I am one of those people who wears a smartwatch and likes it, because I am ruthless about turning notifications off. Last week, it started displaying a Service Battery warning. After giving blood on Tuesday, I took it to the local shopfront of its manufacturer (a certain megacorporation named after a kind of fruit, although the brand is immaterial) since I had the extended warranty, and they dutifully booked it in for a free service.
“What’s the usual turnaround?” I asked the gentleman who served me.
“7-10 days,” he replied, “so in that time… you can whack a £10 Casio watch on.”
We jested and made smalltalk as I signed the statement of work. I told him the story I always tell about this: about that boss I had a long time ago with a first-generation Pebble (remember those?) from a faulty Kickstarter batch, who you could annoy by asking him for the time, at which he’d look at his (inert) wrist, and immediately look crestfallen.
I looked at my bare wrist mere seconds after leaving the store. My immediate response was to head down to a well-known catalogue shop (these things still exist) and buy that £10 Casio watch (in fact £10.95-ish.) I immediately reached to my wrist to pay, before realising my error, and priming my phone instead. I got it out of its box and set the time by the clock at the railway station. And then I set about my day.

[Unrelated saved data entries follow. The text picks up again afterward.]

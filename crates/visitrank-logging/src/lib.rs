//! Logging configuration for visitrank.
//!
//! Builds a `tracing` subscriber from a serde-loadable [`LoggingConfig`].
//! Output always goes to stderr so stdout stays free for results.

use anyhow::{Result, anyhow};
use serde::{Deserialize, Serialize};
use std::collections::BTreeMap;
use std::fmt;
use std::str::FromStr;
use tracing_subscriber::EnvFilter;

/// Environment variable that overrides the configured filter.
pub const LOG_ENV_VAR: &str = "VISITRANK_LOG";

/// Log level for filtering
#[derive(Debug, Clone, Copy, Default, PartialEq, Eq, PartialOrd, Ord, Serialize, Deserialize)]
#[serde(rename_all = "lowercase")]
pub enum LogLevel {
    Error,
    Warn,
    #[default]
    Info,
    Debug,
    Trace,
}

impl LogLevel {
    pub fn as_str(&self) -> &'static str {
        match self {
            LogLevel::Error => "error",
            LogLevel::Warn => "warn",
            LogLevel::Info => "info",
            LogLevel::Debug => "debug",
            LogLevel::Trace => "trace",
        }
    }
}

impl fmt::Display for LogLevel {
    fn fmt(&self, f: &mut fmt::Formatter<'_>) -> fmt::Result {
        f.write_str(self.as_str())
    }
}

impl FromStr for LogLevel {
    type Err = String;

    fn from_str(s: &str) -> Result<Self, Self::Err> {
        match s.trim().to_lowercase().as_str() {
            "error" => Ok(LogLevel::Error),
            "warn" | "warning" => Ok(LogLevel::Warn),
            "info" => Ok(LogLevel::Info),
            "debug" => Ok(LogLevel::Debug),
            "trace" => Ok(LogLevel::Trace),
            other => Err(format!("unknown log level: {other}")),
        }
    }
}

/// Log output format
#[derive(Debug, Clone, Copy, Default, PartialEq, Eq, Serialize, Deserialize)]
#[serde(rename_all = "lowercase")]
pub enum LogFormat {
    #[default]
    Plain,
    Json,
    Compact,
}

impl FromStr for LogFormat {
    type Err = String;

    fn from_str(s: &str) -> Result<Self, Self::Err> {
        match s.trim().to_lowercase().as_str() {
            "plain" => Ok(LogFormat::Plain),
            "json" => Ok(LogFormat::Json),
            "compact" => Ok(LogFormat::Compact),
            other => Err(format!("unknown log format: {other}")),
        }
    }
}

/// Logging configuration
#[derive(Debug, Clone, PartialEq, Eq, Serialize, Deserialize)]
pub struct LoggingConfig {
    /// Minimum log level to output
    #[serde(default)]
    pub level: LogLevel,
    /// Output format
    #[serde(default)]
    pub format: LogFormat,
    /// Enable timestamps
    #[serde(default = "default_true")]
    pub timestamps: bool,
    /// Per-crate levels, keyed by target (e.g. `visitrank_engine`)
    #[serde(default)]
    pub component_levels: BTreeMap<String, LogLevel>,
}

fn default_true() -> bool {
    true
}

impl Default for LoggingConfig {
    fn default() -> Self {
        Self {
            level: LogLevel::Info,
            format: LogFormat::Plain,
            timestamps: true,
            component_levels: BTreeMap::new(),
        }
    }
}

impl LoggingConfig {
    pub fn new() -> Self {
        Self::default()
    }

    pub fn with_level(mut self, level: LogLevel) -> Self {
        self.level = level;
        self
    }

    pub fn with_format(mut self, format: LogFormat) -> Self {
        self.format = format;
        self
    }

    pub fn with_component_level(mut self, component: impl Into<String>, level: LogLevel) -> Self {
        self.component_levels.insert(component.into(), level);
        self
    }

    /// `EnvFilter` directive string, e.g. `warn,visitrank_engine=debug`.
    pub fn filter_directives(&self) -> String {
        let mut parts = vec![self.level.as_str().to_string()];
        parts.extend(
            self.component_levels
                .iter()
                .map(|(target, level)| format!("{target}={level}")),
        );
        parts.join(",")
    }
}

/// Install the global subscriber.
///
/// `VISITRANK_LOG`, when set, replaces the configured directives. Fails if a
/// subscriber is already installed.
pub fn init(config: &LoggingConfig) -> Result<()> {
    let filter = match std::env::var(LOG_ENV_VAR) {
        Ok(directives) if !directives.trim().is_empty() => EnvFilter::try_new(directives)
            .map_err(|e| anyhow!("invalid {LOG_ENV_VAR}: {e}"))?,
        _ => EnvFilter::try_new(config.filter_directives())
            .map_err(|e| anyhow!("invalid log filter: {e}"))?,
    };

    let builder = tracing_subscriber::fmt()
        .with_env_filter(filter)
        .with_writer(std::io::stderr)
        .with_target(true);

    let installed = match (config.format, config.timestamps) {
        (LogFormat::Plain, true) => builder.try_init(),
        (LogFormat::Plain, false) => builder.without_time().try_init(),
        (LogFormat::Compact, true) => builder.compact().try_init(),
        (LogFormat::Compact, false) => builder.compact().without_time().try_init(),
        (LogFormat::Json, true) => builder.json().try_init(),
        (LogFormat::Json, false) => builder.json().without_time().try_init(),
    };
    installed.map_err(|e| anyhow!("install tracing subscriber: {e}"))
}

Something odd happened to my personal energy levels over the following days. I found myself forgetting to stand up from the computer at work. I felt less of an imperative to get up and enjoy the weather—to go for a walk, or a run, or a swim. My energy has always been up-and-down for these kinds of things, but not so much for a while… probably since 2015, when I first got a smartwatch.
Ah yes. This, I guess, is the flip side of those feel good stories you keep seeing about “Apple Watch diagnosed my AFib” or “I lost a huge amount of weight with Strava.” Is it accurate to say “my watch has improved my body image and my fitness and made me feel hotter and smarter”? These are all side effects of exercise, not of wearing the watch. So I worry about exactly how much of my desire to exercise, and as such my physical and mental health and well-being, is dependent on my trying to make a number go up on a computer strapped to my wrist that slaps me if I don’t move enough.
Is this what digital addiction looks like?
For various reasons, since the past two weeks have been frenetic and busy in ways I didn’t expect. So this week note is, in fact, a week late. You’ll get another one in the next day or two once I’ve worked out what I’m going to write.